I added a little BSC to my filter and I do mean a little. Tried .45 mH with a 3 ohm shunt and it sucked the life out of the music.

Well, yea! Your step filter is way too high to act as a BSC filter. I use 2mH and 10+/- ohms. I also use a "zobel" of slightly different values from yours, but same idea. "Suck the life out" to me means that the 1-3kHz band has been brought into balance or a bit of BBC dip. You are probably so used to hearing bright speakers that a flat speaker doesn't sound right.

Bob
 
Could be. I'm also 58 and my ears are rolled off - :)

Everyone wants flat. What if your ears are not flat?

My zobel starts becoming effective at 5 KHz and the little series network at 1 KHz. Yes, my filter is way less intrusive than yours. Thats why we DIY yes? To get what we want.

I didn't think the TB's sounded bad with no filter. This does sound better, just takes the edge off. At most ~3 dB I think.
 
I use 2mH and 10+/- ohms.

Isn't that like -8dB at about 750Hz for a (narrow) 6" baffle width? That seems to be an awful lot of correction.

For those of us who are fanatics for our weenie little DHT amps (only weenie in their power out, not in size or heat generated), that much loss of sensitivity defeats the purpose of choosing a crossover-less speaker in the first place.

But I am pleasantly surprised to see others who know more than I do are putting zobel (or zobel-like) networks on their 'full-range' speakers. I tried very gentle zobels on my Alpair 10's and thought they smoothed out the highest highs nicely (10R + 0.47uF for Re = 7R and Le = .09mH).

Compromises, compromises, everything is compromises.
 
I am sorry that you are married to a flea-power amp. Severely limits your choices. However....

What is the true SPL rating of the W8-1772? is it the 93dB/w/m that TB advertises? Or is is the 100dB above 10kHz? Or is it 90dB at 100Hz? All of these numbers taken off of the TB spec sheet. No, it is the 90dB at 100Hz minus the baffle step. Now you see where the 8dB BSC comes from. The ||RC filter tames the high end rising response. So....

The W8-1772 is an 87dB driver if you want a balanced bass and midrange. That will give you a full, realistic bass. If you trade bass to SPL, you get a thin, excuse me, tight bass and a lively midrange. Choices, choices.
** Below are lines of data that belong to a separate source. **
use std::collections::{BTreeMap, HashSet};
use std::fs;
use std::path::Path;

use approx::assert_abs_diff_eq;
use rust_nmf::{ModelConfig, TopicError, TopicModel};
use tempfile::{tempdir, TempDir};

fn corpus(files: &[(&str, &str)]) -> TempDir {
    let dir = tempdir().unwrap();
    for (name, contents) in files {
        let path = dir.path().join(name);
        fs::create_dir_all(path.parent().unwrap()).unwrap();
        fs::write(path, contents).unwrap();
    }
    dir
}

fn animals() -> TempDir {
    corpus(&[
        ("a.txt", "cat dog cat"),
        ("b.txt", "dog bird"),
        ("c.txt", "cat bird fish"),
    ])
}

fn config(out: &Path) -> ModelConfig {
    ModelConfig::new()
        .topics(2)
        .words(2)
        .min_count(1)
        .max_freq(1.0)
        .output_dir(out)
}

#[test]
fn three_document_scenario() {
    let input = animals();
    let out = tempdir().unwrap();
    let results = out.path().join("results");

    let model = TopicModel::fit(input.path(), &config(&results)).unwrap();

    assert_eq!(model.paths().len(), 3);
    let vocabulary: HashSet<&str> = model.vocabulary().iter().collect();
    assert_eq!(vocabulary, ["cat", "dog", "bird", "fish"].into_iter().collect());
    assert_eq!(model.factors().w.dim(), (3, 2));
    assert_eq!(model.factors().h.dim(), (2, 4));

    for row in model.distributions().rows() {
        assert_abs_diff_eq!(row.sum(), 1.0, epsilon = 1e-9);
    }

    // each topic lists its heaviest distinct terms, heaviest first
    let h = &model.factors().h;
    for (topic, words) in model.topic_to_words() {
        assert_eq!(words.len(), 2);
        assert_ne!(words[0], words[1]);
        let first = model.vocabulary().index_of(&words[0]).unwrap();
        let second = model.vocabulary().index_of(&words[1]).unwrap();
        assert!(h[[*topic, first]] >= h[[*topic, second]]);
        assert!(h.row(*topic).iter().all(|&v| v <= h[[*topic, first]]));
    }

    let doc_to_topics: BTreeMap<String, BTreeMap<String, f64>> =
        serde_json::from_str(&fs::read_to_string(results.join("doc_to_topics.json")).unwrap())
            .unwrap();
    assert_eq!(doc_to_topics.len(), 3);
    let a = input.path().join("a.txt").display().to_string();
    let topics = &doc_to_topics[&a];
    assert_eq!(topics.keys().collect::<Vec<_>>(), vec!["0", "1"]);
    assert_abs_diff_eq!(topics.values().sum::<f64>(), 1.0, epsilon = 1e-9);

    let topic_to_words: BTreeMap<String, Vec<String>> =
        serde_json::from_str(&fs::read_to_string(results.join("topic_to_words.json")).unwrap())
            .unwrap();
    assert_eq!(topic_to_words.len(), 2);
    assert_eq!(topic_to_words["0"], model.topic_to_words()[&0]);
}

#[test]
fn single_document_single_topic() {
    let input = corpus(&[("only.txt", "rust compiles rust code")]);
    let out = tempdir().unwrap();

    let model = TopicModel::fit(input.path(), &config(out.path()).topics(1)).unwrap();

    let distributions: Vec<_> = model.doc_to_topics().values().collect();
    assert_eq!(distributions.len(), 1);
    assert_eq!(distributions[0].len(), 1);
    assert_abs_diff_eq!(distributions[0][&0], 1.0, epsilon = 1e-12);
    assert_eq!(model.dominant_topics(), vec![Some(0)]);
}

#[test]
fn empty_directory_fails_without_artifacts() {
    let input = tempdir().unwrap();
    let out = tempdir().unwrap();
    let results = out.path().join("results");

    let err = TopicModel::fit(input.path(), &config(&results)).unwrap_err();
    assert!(matches!(err, TopicError::EmptyCorpus { .. }));
    assert!(!results.exists());
}

#[test]
fn undecodable_file_fails_without_artifacts() {
    let input = corpus(&[("a.txt", "cat dog")]);
    fs::write(input.path().join("b.txt"), b"ca\xff").unwrap();
    let out = tempdir().unwrap();
    let results = out.path().join("results");

    let err = TopicModel::fit(input.path(), &config(&results)).unwrap_err();
    assert!(matches!(err, TopicError::Encoding { .. }));
    assert!(!results.exists());
}

#[test]
fn strict_frequency_bounds_fail_with_empty_vocabulary() {
    let input = animals();
    let out = tempdir().unwrap();
    let results = out.path().join("results");

    let err = TopicModel::fit(input.path(), &config(&results).min_count(4)).unwrap_err();
    assert!(matches!(err, TopicError::EmptyVocabulary { .. }));
    assert!(!results.exists());
}

#[test]
fn repeated_runs_are_identical() {
    let input = animals();
    let out = tempdir().unwrap();
    let config = config(out.path()).write_output(false).seed(11);

    let first = TopicModel::fit(input.path(), &config).unwrap();
    let second = TopicModel::fit(input.path(), &config).unwrap();

    assert_eq!(first.doc_to_topics(), second.doc_to_topics());
    assert_eq!(first.topic_to_words(), second.topic_to_words());
    assert_eq!(first.factors(), second.factors());
    assert_eq!(fs::read_dir(out.path()).unwrap().count(), 0);
}

#[test]
fn stop_word_document_gets_zero_mixture() {
    let input = corpus(&[
        ("a.txt", "cat dog cat"),
        ("b.txt", "dog bird"),
        ("c.txt", "cat bird fish"),
        ("d.txt", "the and of but"),
    ]);
    let out = tempdir().unwrap();

    let model = TopicModel::fit(input.path(), &config(out.path()).write_output(false)).unwrap();

    let d = input.path().join("d.txt").display().to_string();
    let mixture = &model.doc_to_topics()[&d];
    assert_eq!(mixture.len(), 2);
    assert!(mixture.values().all(|&w| w == 0.0));
    assert_eq!(model.dominant_topics()[3], None);
}

#[test]
fn max_files_limits_the_corpus() {
    let input = corpus(&[
        ("a.txt", "cat dog cat"),
        ("b.txt", "dog bird"),
        ("c.txt", "cat bird fish"),
        ("d.txt", "fish whale"),
    ]);
    let out = tempdir().unwrap();

    let model = TopicModel::fit(
        input.path(),
        &config(out.path()).write_output(false).max_files(Some(2)),
    )
    .unwrap();

    assert_eq!(model.paths().len(), 2);
    assert!(model.paths()[0].ends_with("a.txt"));
    assert!(model.paths()[1].ends_with("b.txt"));
    assert_eq!(model.vocabulary().terms(), &["bird", "cat", "dog"]);
}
Now, I am not trying to tell you how to enjoy your music, but you know mine.

Bob
 
Bob,

I keep two amps around, one is a homebrew, push-pull 2A3 amp that makes 6W/ch, the other is that internet-sensation Panasonic SA-XR57 home theater receiver from about 2005, rated at 100W/ch. What you wrote about taming the W8-1772 might explain why I prefer the receiver over the tube amp for driving the Alpair 10's (87dB/1W/1m, with the baffle step 'built in' the driver design). But I prefer my big Snell C's or 10" 2-ways w/ tractrix horns driven by the 2A3 amp. I find that the Snell C's sound sizzly and indistinct when driven by the 100W receiver, but clearer and smoother driven by the weenie tube amp, which results in a really good combination. I'm not sure why.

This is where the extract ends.